Work request: If a line in the entries below holds the string "config", copy it.

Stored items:
::::

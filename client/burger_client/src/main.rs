//! Burger builder client — entry point.
//!
//! Restores the stored session, loads the ingredient catalog, keeps the
//! live order feed fresh in the background, and exposes the store through
//! a small read-only Axum API for inspection.

mod api;
mod config;
mod db;
mod errors;
mod inspector;
mod poller;

use std::sync::Arc;
use std::time::Duration;

use axum::{routing::get, Router};
use burger_store::{Effects, Store};
use reqwest::Client;
use tokio_util::sync::CancellationToken;
use tower_http::cors::CorsLayer;
use tower_http::trace::TraceLayer;
use tracing::{info, warn};

use api::HttpBurgerApi;
use config::Config;
use db::SqliteCredentials;

#[tokio::main]
async fn main() -> anyhow::Result<()> {
    // Initialise structured logging (RUST_LOG controls verbosity).
    tracing_subscriber::fmt()
        .with_env_filter(tracing_subscriber::EnvFilter::from_default_env())
        .init();

    // Load optional .env file (ignored if missing).
    let _ = dotenvy::dotenv();

    let config = Config::from_env().map_err(|e| anyhow::anyhow!("{e}"))?;

    // Credentials survive restarts; everything else starts empty.
    let pool = db::init_pool(&config.database_url).await?;
    let credentials = Arc::new(SqliteCredentials::new(pool));

    let client = Client::builder()
        .timeout(Duration::from_secs(config.http_timeout_secs))
        .build()?;
    let api = Arc::new(HttpBurgerApi::new(client, &config.api_url, credentials.clone()));

    let store = Store::new();
    let effects = Effects::new(store.clone(), api, credentials);

    // ─── Session and catalog ──────────────────────────────
    if let Err(e) = effects.check_auth().await {
        warn!("Auth check failed: {e}");
    }
    match store.select(|s| s.auth.user.clone()) {
        Some(user) => info!("Session restored for {}", user.name),
        None => info!("No active session"),
    }

    match effects.load_ingredients().await {
        Ok(count) => info!("Catalog loaded: {count} ingredients"),
        Err(e) => warn!("Catalog unavailable: {e}"),
    }

    // ─── Live feed ────────────────────────────────────────
    let shutdown = CancellationToken::new();
    let poller = tokio::spawn(poller::run(
        effects.clone(),
        Duration::from_secs(config.feed_poll_interval_secs),
        shutdown.clone(),
    ));

    // ─── State inspector ──────────────────────────────────
    let app = Router::new()
        .route("/health", get(inspector::health))
        .route("/state", get(inspector::get_state))
        .route("/state/feed", get(inspector::get_feed))
        .route("/state/constructor", get(inspector::get_constructor))
        .route("/guard", get(inspector::get_guard))
        .layer(CorsLayer::permissive())
        .layer(TraceLayer::new_for_http())
        .with_state(store);

    let addr = format!("0.0.0.0:{}", config.inspector_port);
    info!("Inspector listening on http://{addr}");

    let listener = tokio::net::TcpListener::bind(&addr).await?;
    let signal = shutdown.clone();
    axum::serve(listener, app)
        .with_graceful_shutdown(async move {
            let _ = tokio::signal::ctrl_c().await;
            info!("Received Ctrl+C, shutting down");
            signal.cancel();
        })
        .await?;

    shutdown.cancel();
    poller.await?;
    Ok(())
}
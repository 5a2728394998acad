//! Global order feed slice.
//!
//! Orders and both counters are replaced together from a single
//! [`FeedSnapshot`]; a failed refresh keeps the previous feed.

use std::convert::Infallible;

use serde::Serialize;

use crate::lifecycle::Lifecycle;
use crate::store::Reducer;
use crate::types::{FeedSnapshot, FeedTotals, Order, OrderStatus};

pub const LOAD_FEED_FAILED: &str = "Ошибка загрузки";

/// How many order numbers the ready / in-progress boards show.
pub const BOARD_LIMIT: usize = 20;

#[derive(Debug, Clone, Default, PartialEq, Eq, Serialize)]
pub struct FeedState {
    pub orders: Vec<Order>,
    pub is_loading: bool,
    pub error: Option<String>,
    pub feed: FeedTotals,
}

#[derive(Debug, Clone, PartialEq, Eq)]
pub enum FeedAction {
    Load(Lifecycle<FeedSnapshot>),
}

impl FeedAction {
    pub fn kind(&self) -> &'static str {
        "orders/get"
    }

    pub fn phase(&self) -> &'static str {
        let Self::Load(lifecycle) = self;
        lifecycle.phase()
    }
}

impl Reducer for FeedState {
    type Action = FeedAction;
    type Error = Infallible;

    fn reduce(&self, action: FeedAction) -> Result<Self, Infallible> {
        let mut next = self.clone();

        let FeedAction::Load(lifecycle) = action;
        match lifecycle {
            Lifecycle::Pending => next.is_loading = true,
            Lifecycle::Fulfilled(snapshot) => {
                next.is_loading = false;
                next.error = None;
                next.orders = snapshot.orders;
                next.feed = snapshot.totals;
            }
            Lifecycle::Rejected(_) => {
                next.is_loading = false;
                next.error = Some(LOAD_FEED_FAILED.to_string());
            }
        }

        Ok(next)
    }
}

impl FeedState {
    /// Numbers of orders in `status`, newest first as delivered, capped at
    /// [`BOARD_LIMIT`].
    pub fn numbers_with_status(&self, status: OrderStatus) -> Vec<u64> {
        self.orders
            .iter()
            .filter(|order| order.status == status)
            .map(|order| order.number)
            .take(BOARD_LIMIT)
            .collect()
    }

    pub fn ready_numbers(&self) -> Vec<u64> {
        self.numbers_with_status(OrderStatus::Done)
    }

    pub fn in_progress_numbers(&self) -> Vec<u64> {
        self.numbers_with_status(OrderStatus::Pending)
    }
}
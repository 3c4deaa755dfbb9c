use crate::{EventTable, Value};
use std::collections::BTreeSet;

/// Columns with at most this many distinct values get a multi-select.
pub const MULTI_SELECT_LIMIT: usize = 10;

#[derive(Debug, Clone, Copy, PartialEq, Eq)]
pub enum FilterKind {
    MultiSelect,
    SingleSelect,
}

/// Filter control derived from a column's contents, independent of any UI.
#[derive(Debug, Clone, PartialEq)]
pub struct FilterSpec {
    pub column: String,
    pub kind: FilterKind,
    /// Sorted distinct non-missing values.
    pub options: Vec<Value>,
    /// Whether any cell in the column is missing.
    pub has_missing: bool,
}

impl FilterSpec {
    /// Initial selection: everything for multi-selects, the first option for
    /// single-selects.
    pub fn default_selection(&self) -> FilterSelection {
        match self.kind {
            FilterKind::MultiSelect => FilterSelection::Multi {
                selected: self.options.iter().cloned().collect(),
                include_missing: true,
            },
            FilterKind::SingleSelect => FilterSelection::Single {
                value: self.options.first().cloned().unwrap_or_default(),
            },
        }
    }
}

#[derive(Debug, Clone, PartialEq)]
pub enum FilterSelection {
    Multi {
        selected: BTreeSet<Value>,
        /// Keep rows whose cell is missing. Only meaningful when the column
        /// has missing cells.
        include_missing: bool,
    },
    Single {
        value: Value,
    },
}

impl FilterSelection {
    pub fn accepts(&self, value: &Value) -> bool {
        match self {
            FilterSelection::Multi { selected, include_missing } => {
                if value.is_missing() {
                    *include_missing
                } else {
                    selected.contains(value)
                }
            }
            FilterSelection::Single { value: chosen } => {
                !value.is_missing() && value == chosen
            }
        }
    }

    pub fn is_selected(&self, option: &Value) -> bool {
        match self {
            FilterSelection::Multi { selected, .. } => selected.contains(option),
            FilterSelection::Single { value } => value == option,
        }
    }

    /// Flip one multi-select option. No-op for single-selects.
    pub fn toggle(&mut self, option: &Value) {
        if let FilterSelection::Multi { selected, .. } = self
            && !selected.remove(option)
        {
            selected.insert(option.clone());
        }
    }

    pub fn toggle_missing(&mut self) {
        if let FilterSelection::Multi { include_missing, .. } = self {
            *include_missing = !*include_missing;
        }
    }

    pub fn select_all(&mut self, spec: &FilterSpec) {
        if let FilterSelection::Multi { selected, include_missing } = self {
            *selected = spec.options.iter().cloned().collect();
            *include_missing = true;
        }
    }

    pub fn select_none(&mut self) {
        if let FilterSelection::Multi { selected, include_missing } = self {
            selected.clear();
            *include_missing = false;
        }
    }

    /// Move a single-select to the next (or previous) option, wrapping.
    pub fn cycle(&mut self, spec: &FilterSpec, forward: bool) {
        let FilterSelection::Single { value } = self else {
            return;
        };
        if spec.options.is_empty() {
            return;
        }
        let len = spec.options.len();
        let idx = spec.options.iter().position(|o| o == value).unwrap_or(0);
        let next = if forward { (idx + 1) % len } else { (idx + len - 1) % len };
        *value = spec.options[next].clone();
    }
}

/// Derive one filter control per column not in `excluded`.
///
/// Columns that are entirely missing produce no control and thus never filter.
pub fn derive_filter_specs(table: &EventTable, excluded: &[&str]) -> Vec<FilterSpec> {
    table
        .columns
        .iter()
        .enumerate()
        .filter(|(_, name)| !excluded.contains(&name.as_str()))
        .filter_map(|(idx, name)| {
            let options = table.distinct(idx);
            if options.is_empty() {
                return None;
            }
            let kind = if options.len() <= MULTI_SELECT_LIMIT {
                FilterKind::MultiSelect
            } else {
                FilterKind::SingleSelect
            };
            Some(FilterSpec {
                column: name.clone(),
                kind,
                options,
                has_missing: table.column_has_missing(idx),
            })
        })
        .collect()
}

/// Indices of rows accepted by every filter, in table order.
pub fn apply_filters(
    table: &EventTable,
    specs: &[FilterSpec],
    selections: &[FilterSelection],
) -> Vec<usize> {
    let bound: Vec<(usize, &FilterSelection)> = specs
        .iter()
        .zip(selections)
        .filter_map(|(spec, sel)| table.column_index(&spec.column).map(|idx| (idx, sel)))
        .collect();

    (0..table.len())
        .filter(|&row| {
            bound
                .iter()
                .all(|(col, sel)| sel.accepts(table.value(row, *col)))
        })
        .collect()
}

#[cfg(test)]
mod tests {
    use super::*;
    use crate::COORDINATE_COLUMNS;

    fn table_with_distinct(count: usize) -> EventTable {
        EventTable::new(
            vec!["X".into(), "Y".into(), "Player".into()],
            (0..count)
                .map(|i| {
                    vec![
                        Value::Number(i as f64),
                        Value::Number(0.0),
                        Value::Text(format!("P{i:02}")),
                    ]
                })
                .collect(),
        )
    }

    fn defaults(specs: &[FilterSpec]) -> Vec<FilterSelection> {
        specs.iter().map(FilterSpec::default_selection).collect()
    }

    #[test]
    fn coordinate_columns_are_never_filters() {
        let table = table_with_distinct(3);
        let specs = derive_filter_specs(&table, &COORDINATE_COLUMNS);
        assert_eq!(specs.len(), 1);
        assert_eq!(specs[0].column, "Player");
    }

    #[test]
    fn ten_distinct_values_is_multi_select_with_no_effect() {
        let table = table_with_distinct(10);
        let specs = derive_filter_specs(&table, &COORDINATE_COLUMNS);
        assert_eq!(specs[0].kind, FilterKind::MultiSelect);
        let rows = apply_filters(&table, &specs, &defaults(&specs));
        assert_eq!(rows, (0..10).collect::<Vec<_>>());
    }

    #[test]
    fn eleven_distinct_values_is_single_select() {
        let table = table_with_distinct(11);
        let specs = derive_filter_specs(&table, &COORDINATE_COLUMNS);
        assert_eq!(specs[0].kind, FilterKind::SingleSelect);
        let selections = defaults(&specs);
        assert_eq!(selections[0], FilterSelection::Single { value: Value::from("P00") });
        assert_eq!(apply_filters(&table, &specs, &selections), vec![0]);
    }

    #[test]
    fn filters_compose_by_intersection() {
        let table = EventTable::new(
            vec!["X".into(), "Y".into(), "Outcome".into(), "Height".into()],
            vec![
                vec![0.0.into(), 0.0.into(), "ok".into(), "flach".into()],
                vec![0.0.into(), 0.0.into(), "ok".into(), "hoch".into()],
                vec![0.0.into(), 0.0.into(), "fail".into(), "flach".into()],
                vec![0.0.into(), 0.0.into(), "fail".into(), "hoch".into()],
            ],
        );
        let specs = derive_filter_specs(&table, &COORDINATE_COLUMNS);
        let mut selections = defaults(&specs);
        selections[0].toggle(&Value::from("fail"));
        selections[1].toggle(&Value::from("flach"));
        assert_eq!(apply_filters(&table, &specs, &selections), vec![1]);

        // Every surviving row is in every selected set; every other row is not.
        for row in 0..table.len() {
            let in_all = specs.iter().zip(&selections).all(|(spec, sel)| {
                let col = table.column_index(&spec.column).unwrap();
                sel.accepts(table.value(row, col))
            });
            assert_eq!(in_all, row == 1);
        }
    }

    #[test]
    fn all_missing_column_yields_no_filter() {
        let table = EventTable::new(
            vec!["X".into(), "Y".into(), "Notes".into()],
            vec![
                vec![1.0.into(), 1.0.into(), Value::Missing],
                vec![2.0.into(), 2.0.into(), Value::Number(f64::NAN)],
            ],
        );
        let specs = derive_filter_specs(&table, &COORDINATE_COLUMNS);
        assert!(specs.is_empty());
        assert_eq!(apply_filters(&table, &specs, &[]), vec![0, 1]);
    }

    #[test]
    fn missing_cells_follow_include_missing_flag() {
        let table = EventTable::new(
            vec!["X".into(), "Y".into(), "Pressure".into()],
            vec![
                vec![1.0.into(), 1.0.into(), "hoch".into()],
                vec![2.0.into(), 2.0.into(), Value::Missing],
            ],
        );
        let specs = derive_filter_specs(&table, &COORDINATE_COLUMNS);
        assert!(specs[0].has_missing);
        assert_eq!(specs[0].options, vec![Value::from("hoch")]);

        let mut selections = defaults(&specs);
        assert_eq!(apply_filters(&table, &specs, &selections), vec![0, 1]);
        selections[0].toggle_missing();
        assert_eq!(apply_filters(&table, &specs, &selections), vec![0]);
    }

    #[test]
    fn single_select_cycles_with_wraparound() {
        let table = table_with_distinct(11);
        let specs = derive_filter_specs(&table, &COORDINATE_COLUMNS);
        let mut sel = specs[0].default_selection();
        sel.cycle(&specs[0], false);
        assert_eq!(sel, FilterSelection::Single { value: Value::from("P10") });
        sel.cycle(&specs[0], true);
        assert_eq!(sel, FilterSelection::Single { value: Value::from("P00") });
    }

    #[test]
    fn select_none_then_all() {
        let table = table_with_distinct(4);
        let specs = derive_filter_specs(&table, &COORDINATE_COLUMNS);
        let mut sel = specs[0].default_selection();
        sel.select_none();
        assert!(apply_filters(&table, &specs, std::slice::from_ref(&sel)).is_empty());
        sel.select_all(&specs[0]);
        assert_eq!(apply_filters(&table, &specs, &[sel]).len(), 4);
    }
}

::::

The completed task:
mod config;
use config::Config;
    let config = Config::from_env().map_err(|e| anyhow::anyhow!("{e}"))?;
    let pool = db::init_pool(&config.database_url).await?;
        .timeout(Duration::from_secs(config.http_timeout_secs))
    let api = Arc::new(HttpBurgerApi::new(client, &config.api_url, credentials.clone()));
        Duration::from_secs(config.feed_poll_interval_secs),
    let addr = format!("0.0.0.0:{}", config.inspector_port);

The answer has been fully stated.